Exercise description: Search the records for the string "other" and copy every line in which it appears.

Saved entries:

+++

#[cfg(test)]
mod tests {
    use super::*;

    fn loaded_state() -> PlayerState {
        PlayerState {
            phase: Phase::Loading,
            ready: true,
            duration: 600.0,
            width: 1280,
            height: 720,
            has_audio: true,
            ..PlayerState::default()
        }
    }

    fn metadata_effects(effects: &[Effect]) -> usize {
        effects.iter().filter(|e| matches!(e, Effect::Metadata(_))).count()
    }

    #[test]
    fn test_attach_shows_loading_and_waits_for_component() {
        let (next, effects) = transition(&PlayerState::default(), &PlayerEvent::Attach);
        assert_eq!(next.phase, Phase::Loading);
        assert_eq!(effects, vec![Effect::ShowLoading(true), Effect::StartComponentTimer]);
    }

    #[test]
    fn test_component_ready_is_idempotent() {
        let (next, effects) = transition(&PlayerState::default(), &PlayerEvent::ComponentReady);
        assert!(next.ready);
        assert_eq!(effects, vec![Effect::CancelComponentTimer, Effect::StartStartupTimer]);

        let (_, effects) = transition(&next, &PlayerEvent::ComponentReady);
        assert!(effects.is_empty());
    }

    #[test]
    fn test_metadata_captured_once() {
        let (state, effects) = transition(&loaded_state(), &PlayerEvent::LoadedMetadata);
        assert!(state.metadata_captured);
        assert_eq!(metadata_effects(&effects), 1);

        let (state, effects) = transition(&state, &PlayerEvent::CanPlay);
        assert_eq!(metadata_effects(&effects), 0);
        let (_, effects) = transition(&state, &PlayerEvent::Playing);
        assert_eq!(metadata_effects(&effects), 0);
    }

    #[test]
    fn test_unknown_duration_does_not_mark_captured() {
        let state = PlayerState {
            duration: f64::NAN,
            ..loaded_state()
        };
        let (state, effects) = transition(&state, &PlayerEvent::LoadedMetadata);
        assert!(!state.metadata_captured);
        assert_eq!(effects, vec![Effect::Metadata(MetadataView::unavailable())]);
    }

    #[test]
    fn test_metadata_without_streams_is_captured_again() {
        let early = PlayerState {
            width: 0,
            height: 0,
            has_audio: false,
            ..loaded_state()
        };
        let (state, effects) = transition(&early, &PlayerEvent::LoadedMetadata);
        assert!(!state.metadata_captured);
        assert!(effects.contains(&Effect::Metadata(MetadataView::from_facts(&early.facts()))));

        let later = PlayerState {
            width: 1920,
            height: 1080,
            has_audio: true,
            ..state
        };
        let (state, effects) = transition(&later, &PlayerEvent::CanPlay);
        assert!(state.metadata_captured);
        let view = effects.iter().find_map(|e| match e {
            Effect::Metadata(view) => Some(view.clone()),
            _ => None,
        });
        assert_eq!(view.map(|v| v.resolution), Some("Res: 1920x1080".to_string()));
    }

    #[test]
    fn test_unsettled_facts_are_not_final() {
        let state = PlayerState {
            facts_settled: false,
            ..loaded_state()
        };
        let (state, effects) = transition(&state, &PlayerEvent::LoadedMetadata);
        assert!(!state.metadata_captured);
        assert_eq!(metadata_effects(&effects), 1);

        let state = PlayerState {
            facts_settled: true,
            ..state
        };
        let (state, _) = transition(&state, &PlayerEvent::Playing);
        assert!(state.metadata_captured);
    }

    #[test]
    fn test_can_play_keeps_loading_while_autoplay_pending() {
        let (_, effects) = transition(&loaded_state(), &PlayerEvent::CanPlay);
        assert!(!effects.contains(&Effect::ShowLoading(false)));
        assert!(effects.contains(&Effect::HideError));

        let manual = PlayerState {
            autoplay: false,
            ..loaded_state()
        };
        let (next, effects) = transition(&manual, &PlayerEvent::CanPlay);
        assert!(effects.contains(&Effect::ShowLoading(false)));
        assert_eq!(next.phase, Phase::Ready);
    }

    #[test]
    fn test_playing_cancels_startup_timer() {
        let (next, effects) = transition(&loaded_state(), &PlayerEvent::Playing);
        assert!(next.started);
        assert_eq!(next.phase, Phase::Playing);
        assert!(effects.contains(&Effect::ShowLoading(false)));
        assert!(effects.contains(&Effect::HideError));
        assert!(effects.contains(&Effect::CancelStartupTimer));
    }

    #[test]
    fn test_waiting_before_start_is_ignored() {
        let state = PlayerState {
            position: 3.0,
            paused: false,
            ..loaded_state()
        };
        let (next, effects) = transition(&state, &PlayerEvent::Waiting);
        assert!(effects.is_empty());
        assert_eq!(next.phase, Phase::Loading);
    }

    #[test]
    fn test_waiting_while_playing_shows_loading() {
        let playing = PlayerState {
            phase: Phase::Playing,
            started: true,
            paused: false,
            position: 12.0,
            ..loaded_state()
        };
        let (next, effects) = transition(&playing, &PlayerEvent::Waiting);
        assert_eq!(next.phase, Phase::Buffering);
        assert_eq!(effects, vec![Effect::ShowLoading(true)]);

        for guard in [
            PlayerState { paused: true, ..playing.clone() },
            PlayerState { ended: true, ..playing.clone() },
            PlayerState { position: 0.0, ..playing.clone() },
        ] {
            let (_, effects) = transition(&guard, &PlayerEvent::Waiting);
            assert!(effects.is_empty());
        }
    }

    #[test]
    fn test_error_from_any_phase() {
        let phases = [Phase::Idle, Phase::Loading, Phase::Ready, Phase::Playing, Phase::Buffering, Phase::Ended];
        for phase in phases {
            let state = PlayerState {
                phase,
                started: phase == Phase::Playing,
                ..loaded_state()
            };
            let (next, effects) = transition(&state, &PlayerEvent::Error(PlaybackError::Network));
            assert_eq!(next.phase, Phase::Error, "{phase:?}");
            assert!(effects.contains(&Effect::ShowError("Network error.".into())));
            assert!(effects.contains(&Effect::ShowLoading(false)));
            assert!(effects.contains(&Effect::CancelStartupTimer));
        }
    }

    #[test]
    fn test_pause_while_buffering_hides_loading() {
        let buffering = PlayerState {
            phase: Phase::Buffering,
            started: true,
            paused: false,
            position: 4.0,
            ..loaded_state()
        };
        let (next, effects) = transition(&buffering, &PlayerEvent::Paused);
        assert!(next.paused);
        assert_eq!(next.phase, Phase::Ready);
        assert_eq!(effects, vec![Effect::ShowLoading(false)]);
    }

    #[test]
    fn test_ended_hides_loading() {
        let (next, effects) = transition(&loaded_state(), &PlayerEvent::Ended);
        assert_eq!(next.phase, Phase::Ended);
        assert_eq!(effects, vec![Effect::ShowLoading(false)]);
    }

    #[test]
    fn test_retry_resets_flags() {
        let state = PlayerState {
            phase: Phase::Error,
            started: true,
            metadata_captured: true,
            ..loaded_state()
        };
        let (next, effects) = transition(&state, &PlayerEvent::Retry);
        assert!(!next.started);
        assert!(!next.metadata_captured);
        assert_eq!(next.phase, Phase::Loading);
        assert_eq!(effects, vec![Effect::HideError, Effect::ShowLoading(true), Effect::Reload]);

        let (next, effects) = transition(&next, &PlayerEvent::RetryFailed("socket closed".into()));
        assert_eq!(next.phase, Phase::Error);
        assert!(effects.contains(&Effect::ShowError("Retry failed: socket closed".into())));
    }

    #[test]
    fn test_timeouts_only_fire_when_relevant() {
        let started = PlayerState {
            started: true,
            ..loaded_state()
        };
        let (_, effects) = transition(&started, &PlayerEvent::StartupTimedOut);
        assert!(effects.is_empty());

        let (next, effects) = transition(&loaded_state(), &PlayerEvent::StartupTimedOut);
        assert_eq!(next.phase, Phase::Error);
        assert!(effects.contains(&Effect::ShowError(STARTUP_TIMEOUT_MESSAGE.into())));

        let (_, effects) = transition(&loaded_state(), &PlayerEvent::ComponentTimedOut);
        assert!(effects.is_empty());
        let (_, effects) = transition(&PlayerState::default(), &PlayerEvent::ComponentTimedOut);
        assert!(effects.contains(&Effect::ShowError(COMPONENT_TIMEOUT_MESSAGE.into())));
    }

    #[test]
    fn test_provider_change_resets() {
        let state = PlayerState {
            phase: Phase::Playing,
            started: true,
            metadata_captured: true,
            ..loaded_state()
        };
        let (next, effects) = transition(&state, &PlayerEvent::ProviderChange);
        assert!(!next.started && !next.metadata_captured);
        assert_eq!(effects, vec![Effect::ShowLoading(true)]);
    }
}
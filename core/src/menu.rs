//! Dropdown menus with roving focus.

use crossterm::event::{KeyCode, KeyEvent};
use log::debug;

use crate::launch::PLAYERS;
use crate::listeners::{ListenerKind, ListenerOwner, ListenerRegistry};
use crate::player::{Track, TrackKind};

#[derive(Debug, Clone, Copy, PartialEq, Eq, Hash)]
pub enum MenuId {
    /// "Open in" external players.
    Stream,
    /// Playback speed.
    Speed,
    /// Subtitle and audio track selection, filled from the player.
    Tracks,
}

/// Focusable controls on the page, in tab order.
#[derive(Debug, Clone, Copy, PartialEq, Eq, Hash)]
pub enum Control {
    OpenIn,
    Speed,
    Tracks,
    Download,
    CopyLink,
    Theme,
    Retry,
}

impl Control {
    pub const TAB_ORDER: [Control; 6] = [
        Control::OpenIn,
        Control::Speed,
        Control::Tracks,
        Control::Download,
        Control::CopyLink,
        Control::Theme,
    ];

    pub fn label(self) -> &'static str {
        match self {
            Control::OpenIn => "Open in",
            Control::Speed => "Speed",
            Control::Tracks => "Tracks",
            Control::Download => "Download",
            Control::CopyLink => "Copy link",
            Control::Theme => "Theme",
            Control::Retry => "Retry",
        }
    }
}

/// Where keyboard focus currently is.
#[derive(Debug, Clone, Copy, PartialEq, Eq, Default)]
pub enum Focus {
    /// The video area; shortcuts are live.
    #[default]
    Page,
    Control(Control),
    MenuItem(MenuId, usize),
}

#[derive(Debug, Clone, PartialEq)]
pub enum MenuAction {
    Launch(&'static str),
    SetSpeed(f64),
    /// Show subtitle track `id`; `None` turns subtitles off.
    Subtitle(Option<i64>),
    Audio(i64),
}

#[derive(Debug, Clone, PartialEq)]
pub struct MenuItem {
    pub label: String,
    pub action: MenuAction,
    /// Marks the option currently in effect.
    pub selected: bool,
}

impl MenuItem {
    pub fn new(label: impl Into<String>, action: MenuAction) -> Self {
        Self {
            label: label.into(),
            action,
            selected: false,
        }
    }

    fn selected(mut self, selected: bool) -> Self {
        self.selected = selected;
        self
    }
}

/// Items for the tracks menu. Subtitles come first with an Off entry; audio
/// tracks are listed only when there is a choice to make.
pub fn track_items(tracks: &[Track]) -> Vec<MenuItem> {
    let mut items = Vec::new();

    let subtitles: Vec<&Track> = tracks.iter().filter(|t| t.kind == TrackKind::Subtitle).collect();
    if !subtitles.is_empty() {
        let none_selected = !subtitles.iter().any(|t| t.selected);
        items.push(MenuItem::new("Subtitles: Off", MenuAction::Subtitle(None)).selected(none_selected));
        items.extend(subtitles.iter().map(|t| {
            MenuItem::new(format!("Sub: {} [{}]", t.name(), t.badge()), MenuAction::Subtitle(Some(t.id)))
                .selected(t.selected)
        }));
    }

    let audio: Vec<&Track> = tracks.iter().filter(|t| t.kind == TrackKind::Audio).collect();
    if audio.len() > 1 {
        items.extend(audio.iter().map(|t| {
            MenuItem::new(format!("Audio: {} [{}]", t.name(), t.badge()), MenuAction::Audio(t.id)).selected(t.selected)
        }));
    }

    items
}

#[derive(Debug, Clone)]
pub struct Menu {
    pub id: MenuId,
    pub trigger: Control,
    pub items: Vec<MenuItem>,
    open: bool,
    focus: usize,
}

impl Menu {
    pub fn new(id: MenuId, trigger: Control, items: Vec<MenuItem>) -> Self {
        Self {
            id,
            trigger,
            items,
            open: false,
            focus: 0,
        }
    }

    pub fn is_open(&self) -> bool {
        self.open
    }

    pub fn focus_index(&self) -> usize {
        self.focus
    }
}

/// What a key press did while a menu was open.
#[derive(Debug, Clone, PartialEq)]
pub enum MenuKey {
    /// Consumed; the new focus is reported.
    Handled(Focus),
    /// The focused item was chosen. The menu is still open.
    Activated(MenuAction),
    /// The menu closed but the key should keep its default meaning (Tab).
    Closed(Focus),
    Ignored,
}

/// All dropdowns on the page. At most one is open at a time.
#[derive(Debug)]
pub struct MenuController {
    menus: Vec<Menu>,
}

impl MenuController {
    pub fn new(menus: Vec<Menu>) -> Self {
        Self { menus }
    }

    /// The standard page menus: external players and the given speeds.
    pub fn standard(speeds: &[f64]) -> Self {
        let players = PLAYERS
            .iter()
            .map(|p| MenuItem::new(p.name, MenuAction::Launch(p.id)))
            .collect();
        let speeds = speeds
            .iter()
            .map(|s| MenuItem::new(format!("{s}x"), MenuAction::SetSpeed(*s)))
            .collect();

        Self::new(vec![
            Menu::new(MenuId::Stream, Control::OpenIn, players),
            Menu::new(MenuId::Speed, Control::Speed, speeds),
            Menu::new(MenuId::Tracks, Control::Tracks, Vec::new()),
        ])
    }

    pub fn menu(&self, id: MenuId) -> Option<&Menu> {
        self.menus.iter().find(|m| m.id == id)
    }

    fn menu_mut(&mut self, id: MenuId) -> Option<&mut Menu> {
        self.menus.iter_mut().find(|m| m.id == id)
    }

    pub fn open_menu(&self) -> Option<MenuId> {
        self.menus.iter().find(|m| m.open).map(|m| m.id)
    }

    pub fn is_open(&self, id: MenuId) -> bool {
        self.menu(id).is_some_and(Menu::is_open)
    }

    /// Open `id`, closing any other menu first. Returns the new focus.
    pub fn open(&mut self, id: MenuId, listeners: &mut ListenerRegistry) -> Option<Focus> {
        if self.is_open(id) {
            return self.menu(id).map(|m| Focus::MenuItem(id, m.focus));
        }
        if let Some(other) = self.open_menu() {
            self.close(other, listeners);
        }

        let menu = self.menu_mut(id)?;
        menu.open = true;
        menu.focus = 0;
        let owner = ListenerOwner::Menu(id);
        listeners.register(owner, ListenerKind::OutsideClick);
        listeners.register(owner, ListenerKind::KeyDown);
        debug!("Menu {:?} opened", id);

        if menu.items.is_empty() {
            Some(Focus::Control(menu.trigger))
        } else {
            Some(Focus::MenuItem(id, 0))
        }
    }

    /// Close `id` if open. Returns focus to its trigger.
    pub fn close(&mut self, id: MenuId, listeners: &mut ListenerRegistry) -> Option<Focus> {
        let menu = self.menu_mut(id)?;
        if !menu.open {
            return None;
        }
        menu.open = false;
        let owner = ListenerOwner::Menu(id);
        listeners.unregister(owner, ListenerKind::OutsideClick);
        listeners.unregister(owner, ListenerKind::KeyDown);
        debug!("Menu {:?} closed", id);
        Some(Focus::Control(menu.trigger))
    }

    pub fn toggle(&mut self, id: MenuId, listeners: &mut ListenerRegistry) -> Option<Focus> {
        if self.is_open(id) {
            self.close(id, listeners)
        } else {
            self.open(id, listeners)
        }
    }

    /// Replace the items of `id`, keeping focus on a valid row.
    pub fn set_items(&mut self, id: MenuId, items: Vec<MenuItem>) {
        if let Some(menu) = self.menu_mut(id) {
            menu.focus = menu.focus.min(items.len().saturating_sub(1));
            menu.items = items;
        }
    }

    pub fn close_all(&mut self, listeners: &mut ListenerRegistry) -> Option<Focus> {
        self.open_menu().and_then(|id| self.close(id, listeners))
    }

    /// Move focus to item `index` of an open menu.
    pub fn focus_item(&mut self, id: MenuId, index: usize) -> Option<Focus> {
        let menu = self.menu_mut(id)?;
        if !menu.open || index >= menu.items.len() {
            return None;
        }
        menu.focus = index;
        Some(Focus::MenuItem(id, index))
    }

    pub fn focused_action(&self, id: MenuId) -> Option<MenuAction> {
        let menu = self.menu(id)?;
        menu.items.get(menu.focus).map(|item| item.action.clone())
    }

    /// Key navigation for the open menu `id`.
    pub fn handle_key(&mut self, id: MenuId, key: &KeyEvent, listeners: &mut ListenerRegistry) -> MenuKey {
        let Some(menu) = self.menu_mut(id) else {
            return MenuKey::Ignored;
        };
        if !menu.open {
            return MenuKey::Ignored;
        }

        let len = menu.items.len();
        if key.code == KeyCode::Esc {
            return self.close(id, listeners).map_or(MenuKey::Ignored, MenuKey::Handled);
        }
        if matches!(key.code, KeyCode::Tab | KeyCode::BackTab) {
            return self.close(id, listeners).map_or(MenuKey::Ignored, MenuKey::Closed);
        }
        if len == 0 {
            return MenuKey::Ignored;
        }

        let focus = match key.code {
            KeyCode::Down => (menu.focus + 1) % len,
            KeyCode::Up => (menu.focus + len - 1) % len,
            KeyCode::Home => 0,
            KeyCode::End => len - 1,
            KeyCode::Enter | KeyCode::Char(' ') => {
                return menu
                    .items
                    .get(menu.focus)
                    .map_or(MenuKey::Ignored, |item| MenuKey::Activated(item.action.clone()));
            }
            _ => return MenuKey::Ignored,
        };
        menu.focus = focus;
        MenuKey::Handled(Focus::MenuItem(id, focus))
    }
}
use crate::actions::{Clipboard, DownloadRequest};
use crate::config::Config;
use crate::error::{ActionError, Result, WatchError};
use crate::format::{download_filename, title_from_url};
use crate::keys::{self, KeyOutcome, ShortcutContext};
use crate::launch::{self, OpenOutcome, Opener};
use crate::listeners::{ListenerKind, ListenerOwner, ListenerRegistry};
use crate::menu::{self, Control, Focus, MenuAction, MenuController, MenuId, MenuKey};
use crate::overlay::Overlays;
use crate::player::{Effect, MetadataView, PlayerAdapter, PlayerBackend, PlayerEvent, PlayerState, TrackKind};
use crate::source::MediaSource;
use crate::theme::Theme;
use crate::timer::{TimerKind, Timers};
use crate::toast::{Severity, Toast, Toaster};

#[cfg(test)]
mod tests;

pub const INVALID_SOURCE_MESSAGE: &str = "Video source URL is missing or invalid.";
pub const LOADING_TITLE: &str = "Loading video...";
const NO_PLAYER: &str = "Player is not available.";

/// Everything outside the session that an input may need to touch.
pub struct Ports<'a> {
    pub player: Option<&'a mut dyn PlayerBackend>,
    pub opener: &'a mut dyn Opener,
    pub clipboard: &'a mut dyn Clipboard,
}

#[derive(Debug, Clone)]
struct PendingLaunch {
    name: &'static str,
    target: String,
}

pub struct WatchSession {
    config: Config,
    source: Option<MediaSource>,
    title: Option<String>,
    metadata: MetadataView,
    overlays: Overlays,
    toaster: Toaster,
    menus: MenuController,
    listeners: ListenerRegistry,
    timers: Timers,
    adapter: PlayerAdapter,
    focus: Focus,
    theme: Theme,
    pending_launch: Option<PendingLaunch>,
    pending_download: Option<DownloadRequest>,
    disposed: bool,
}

+++

Answer for the task:
    /// Open `id`, closing any other menu first. Returns the new focus.
        if let Some(other) = self.open_menu() {
            self.close(other, listeners);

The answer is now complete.